Dental professionals expect to hone their clinical skills through continuing education. Yet few apply this thirst for knowledge to their office procedures and the art of engaging their patients.
If you experience revenue leaks due to gaps in your appointment calendar – or if your stressed out dental team spends an inordinate amount of time juggling appointments at the last minute – it might be time to entertain a few adjustments to standard operating procedures.
Choose Your Words Carefully
Most dentists believe their dental team already uses industry standard practices to manage their appointment calendars. They’ve trained their team members to book follow-up appointments before their patients leave the office, and they’ve instituted a system for sending reminder messages prior to the scheduled dates/times. That’s great! However, some minor adjustments to the “dental scripts” used for patient communication can go a long way toward plugging revenue leaks caused by gaps in the appointment calendar.
Take the case of the appointment reminder. The typical message provides the date and time of the scheduled visit along with a request for a callback if the need arises to re-schedule. While this wording conveys an accommodating attitude on the part of the dental practice, it sets the bar rather low for patient responsibility. It suggests that adjustments to the weekly schedule are no big deal. In reality, it’s a hassle for the dental team and could result in lost revenue if they’re unable to fill the gap. And, of course, the patient may not receive much-needed treatment in a timely manner.
Consider the following messaging: “We have reserved an hour for you with our team on [Day/Date/Time] and look forward to seeing you soon.” It focuses on your mutual commitment and sets an expectation of maintaining the schedule.
Last minute cancellations are particularly troublesome. Rather than accepting the patient’s imminent no show, try saying: “As we’ve already reserved this time for you, what can we do to help you keep the appointment?” If the patient is unexpectedly delayed, the dental team may be able to accommodate a late arrival.

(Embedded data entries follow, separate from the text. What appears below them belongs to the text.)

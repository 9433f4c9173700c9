//! Alert settings routes.
//!
//! Reads are served from the copy held in application state. Updates are
//! written through to the database before the copy is replaced.

use axum::{extract::State, routing::{get, post}, Json, Router};
use domain::models::alert_settings::{
    ClassifyRequest, ClassifyResponse, UpdateAlertSettingsRequest,
};
use domain::models::{AlertSettings, AuditAction, NewAuditEntry};
use persistence::repositories::AlertSettingsRepository;
use serde_json::json;
use shared::validation::validate_percentage;
use tracing::info;
use validator::Validate;

use crate::app::AppState;
use crate::error::ApiError;
use crate::middleware::RequestId;
use crate::services::audit;

pub fn router() -> Router<AppState> {
    Router::new()
        .route("/", get(get_settings).put(update_settings))
        .route("/classify", post(classify))
}

/// GET /api/v1/alert-settings
pub async fn get_settings(State(state): State<AppState>) -> Json<AlertSettings> {
    Json(state.settings().await)
}

/// PUT /api/v1/alert-settings
pub async fn update_settings(
    State(state): State<AppState>,
    request_id: RequestId,
    Json(request): Json<UpdateAlertSettingsRequest>,
) -> Result<Json<AlertSettings>, ApiError> {
    request.validate()?;

    // Held across the write so concurrent updates apply in order.
    let mut current = state.alert_settings.write().await;
    let previous = current.clone();
    let updated = previous.apply(&request)?;

    let saved: AlertSettings = AlertSettingsRepository::new(state.pool.clone())
        .save(&updated)
        .await?
        .into();
    *current = saved.clone();
    drop(current);

    info!(
        lower_threshold = saved.lower_threshold,
        upper_threshold = saved.upper_threshold,
        is_active = saved.is_active,
        "Alert settings updated"
    );

    audit::record(
        &state.pool,
        &request_id,
        NewAuditEntry::new(
            AuditAction::SettingsUpdate,
            format!(
                "Thresholds set to {}/{}",
                saved.lower_threshold, saved.upper_threshold
            ),
        )
        .details(json!({
            "before": previous,
            "after": saved,
        })),
    )
    .await;

    Ok(Json(saved))
}

/// POST /api/v1/alert-settings/classify
pub async fn classify(
    State(state): State<AppState>,
    Json(request): Json<ClassifyRequest>,
) -> Result<Json<ClassifyResponse>, ApiError> {
    validate_percentage(request.offline_percentage).map_err(|e| {
        ApiError::Validation(format!(
            "offline_percentage: {}",
            e.message.unwrap_or_default()
        ))
    })?;

    let settings = state.settings().await;
    Ok(Json(ClassifyResponse {
        offline_percentage: request.offline_percentage,
        alert_level: settings.alert_level(request.offline_percentage),
    }))
}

If financial considerations or a fear of discomfort prevent the patient from communicating a possible no show, the dental team may be able to resolve the issue and get things back on track. Instead of a hasty pivot to re-scheduling or imposition of penalties, an invitation to communicate and resolve any issue the patient may have creates an opportunity to identify and address the underlying problem.
Each of these examples demonstrates how a relatively minor change in wording can establish a context in which the team member anticipates and works toward successful outcomes. It also sets the tone for relationships based on mutual accountability.
Invest in Dental Team Member Trainings
If it was simply a matter of writing the perfect dental script for every occasion, we’d publish our “best of all words” and declare victory. In reality, your dental team members need training to take the words off the page and put them into action successfully.
Team huddles present an opportunity to review the key elements of scripted messaging and why they matter in patient communication. Encourage your team to adjust the language to suit their personal style, while still retaining the underlying intent of each message. Encourage them to practice saying it aloud so their delivery comes across as natural and sincere.
Be prepared to refine your messaging over time based on the experience of your dental team and the type of patients you serve. Give dental team members an opportunity to share their successes and their challenges, as well as any insights they have gleaned. Recognize that even the best communicators will find uncomfortable patient conversations daunting. Make sure they get practical (and emotional) support from their peers to address these circumstances. Leverage outside expertise as needed.
A fresh look at scripting and a renewed commitment to dental team member training and continuous improvement opens the door to a sweeter bottom line and a more productive, less harried team. The good news is that it doesn’t have to take a lot of time to make these refinements. Management consultants who specialize in the field have already figured out what works. You simply need to tap into this wellspring of knowledge so small word changes are woven into everyday conversations.